Scott Lloyd, Director of the Office of Refugee Resettlement.
Mr. Lloyd got his start helping his law school professor represent the parents of Terri Schiavo, a woman in a persistent vegetative state. The case pitted Ms. Schiavo's husband and legal guardian against Ms. Schiavo's parents:
Schiavo's husband argued that Schiavo would not have wanted prolonged artificial life support without the prospect of recovery, and elected to remove her feeding tube. Schiavo's parents argued in favor of continuing artificial nutrition and hydration and challenged Schiavo's medical diagnosis. The highly publicized and prolonged series of legal challenges presented by her parents caused a seven-year delay before Schiavo's feeding tube was ultimately removed [in 2005, leading to her death].

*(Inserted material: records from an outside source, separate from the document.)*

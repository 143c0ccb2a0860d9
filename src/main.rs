//! Main Program for Blockscramble
//! Run with `--help` for more instruction

// Copyright (C) 2023 Dheatly23
//
// This program is free software: you can redistribute it and/or modify
// it under the terms of the GNU General Public License as published by
// the Free Software Foundation, either version 3 of the License, or
// (at your option) any later version.
//
// This program is distributed in the hope that it will be useful,
// but WITHOUT ANY WARRANTY; without even the implied warranty of
// MERCHANTABILITY or FITNESS FOR A PARTICULAR PURPOSE.  See the
// GNU General Public License for more details.
//
// You should have received a copy of the GNU General Public License
// along with this program.  If not, see <https://www.gnu.org/licenses/>.

use std::fs;
use std::path::PathBuf;

use anyhow::{Context, Error};
use blockscramble::{
    image_io, key_path_for, scramble_with_key, seeded_rng, unscramble_with_key, Key, KeyFormat,
    DEFAULT_BLOCK_SIZE,
};
use clap::{ArgAction, Parser, Subcommand};
use tracing::{info, warn};
use tracing_subscriber::EnvFilter;

#[derive(Parser, Debug)]
#[command(author, version)]
struct Args {
    /// More logging (repeatable), RUST_LOG overrides
    #[arg(short = 'v', long, action = ArgAction::Count, global = true)]
    verbose: u8,

    #[command(subcommand)]
    command: Command,
}

#[derive(Subcommand, Debug)]
enum Command {
    /// Scramble image blocks and write the key next to it
    Scramble {
        /// Input file
        input: PathBuf,

        /// Output file
        #[arg(short = 'o', long)]
        output: PathBuf,

        /// Block size
        #[arg(short = 'b', long, default_value_t = DEFAULT_BLOCK_SIZE, value_parser = parse_block_size)]
        block_size: usize,

        /// Random seed
        #[arg(long)]
        seed: Option<String>,

        /// Key file [default: <OUTPUT>.key.json]
        #[arg(short = 'k', long)]
        key: Option<PathBuf>,

        /// Write key as a bare index array, without geometry
        #[arg(long)]
        legacy_key: bool,
    },

    /// Restore a scrambled image with its key
    Unscramble {
        /// Scrambled input file
        input: PathBuf,

        /// Output file
        #[arg(short = 'o', long)]
        output: PathBuf,

        /// Block size [default: from key, or 32]
        #[arg(short = 'b', long, value_parser = parse_block_size)]
        block_size: Option<usize>,

        /// Key file [default: <INPUT>.key.json]
        #[arg(short = 'k', long)]
        key: Option<PathBuf>,
    },
}

fn parse_block_size(s: &str) -> Result<usize, String> {
    match s.parse() {
        Ok(0) => Err(blockscramble::Error::InvalidBlockSize(0).to_string()),
        Ok(v) => Ok(v),
        Err(e) => Err(format!("{e}")),
    }
}

fn init_logging(verbose: u8) {
    let level = match verbose {
        0 => "info",
        1 => "debug",
        _ => "trace",
    };
    let filter = EnvFilter::try_from_default_env().unwrap_or_else(|_| EnvFilter::new(level));

    tracing_subscriber::fmt()
        .with_env_filter(filter)
        .with_writer(std::io::stderr)
        .init();
}

fn main() -> Result<(), Error> {
    let args = Args::parse();
    init_logging(args.verbose);

    match args.command {
        Command::Scramble {
            input,
            output,
            block_size,
            seed,
            key: key_path,
            legacy_key,
        } => {
            let mut random = seeded_rng(seed.as_deref());

            let im = image_io::load(&input)
                .with_context(|| format!("cannot read {}", input.display()))?;
            let (out, key) = scramble_with_key(image_io::as_array(&im)?, block_size, &mut random)?;

            // Key goes first, an image without its key can't be restored
            let key_path = key_path.unwrap_or_else(|| key_path_for(&output));
            let format = if legacy_key {
                KeyFormat::Legacy
            } else {
                KeyFormat::Full
            };
            key.save(&key_path, format)
                .with_context(|| format!("cannot write key {}", key_path.display()))?;

            if let Err(e) = image_io::save(&output, out.view(), im.color()) {
                if let Err(e) = fs::remove_file(&key_path) {
                    warn!("cannot remove key {}: {e}", key_path.display());
                }
                return Err(Error::new(e).context(format!("cannot write {}", output.display())));
            }
            info!("Scrambled image saved to {}", output.display());
            info!("Scrambling key saved to {}", key_path.display());
        }
        Command::Unscramble {
            input,
            output,
            block_size,
            key: key_path,
        } => {
            let key_path = key_path.unwrap_or_else(|| {
                let p = key_path_for(&input);
                info!("No key given, using {}", p.display());
                p
            });
            let key = Key::load(&key_path)?;

            let block_size = block_size.or(key.block_size()).unwrap_or_else(|| {
                warn!("Key has no block size, assuming {DEFAULT_BLOCK_SIZE}");
                DEFAULT_BLOCK_SIZE
            });

            let im = image_io::load(&input)
                .with_context(|| format!("cannot read {}", input.display()))?;
            let out = unscramble_with_key(image_io::as_array(&im)?, &key, Some(block_size))?;

            image_io::save(&output, out.view(), im.color())
                .with_context(|| format!("cannot write {}", output.display()))?;
            info!("Unscrambled image saved to {}", output.display());
        }
    }

    Ok(())
}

Mr. Lloyd built on this experience by assisting Americans United for Life (the self-described "legal architect of the pro-life movement") to develop a policy on end-of-life issues. He also helped a Congressional Subcommittee prepare for a hearing and issue a report on the "chemical abortion drug" RU-486.
In 2010, Mr. Lloyd co-founded a law firm called Legal Works Apostolate, "a full-service law firm providing effective representation and counsel, informed by the particular concerns of families and institutions that must navigate the 'thickets of the law' while remaining faithful to Church teaching." All of the firm's attorneys and staff "undertake or persist only in work that is consistent with our deep and abiding concern for the right to life and the sacramental nature of marriage."
Immediately prior to his job at ORR, Mr. Lloyd was employed by the Knights of Columbus, a Catholic fraternal and charitable organization, where he focused on assisting Christian refugees and other religious minorities persecuted by ISIS. As an organization, the KoC has expressed pro-immigrant views. For example, in 2006 (before Mr. Lloyd's time), the KoC called upon “the President and the U.S. Congress to agree upon immigration legislation that not only gains control over the process of immigration, but also rejects any effort to criminalize those who provide humanitarian assistance to illegal immigrants, and provides these immigrants an avenue by which they can emerge from the shadows of society and seek legal residency and citizenship in the U.S.” The organization has also been politically active, particularly in campaigns across the U.S. against gay marriage.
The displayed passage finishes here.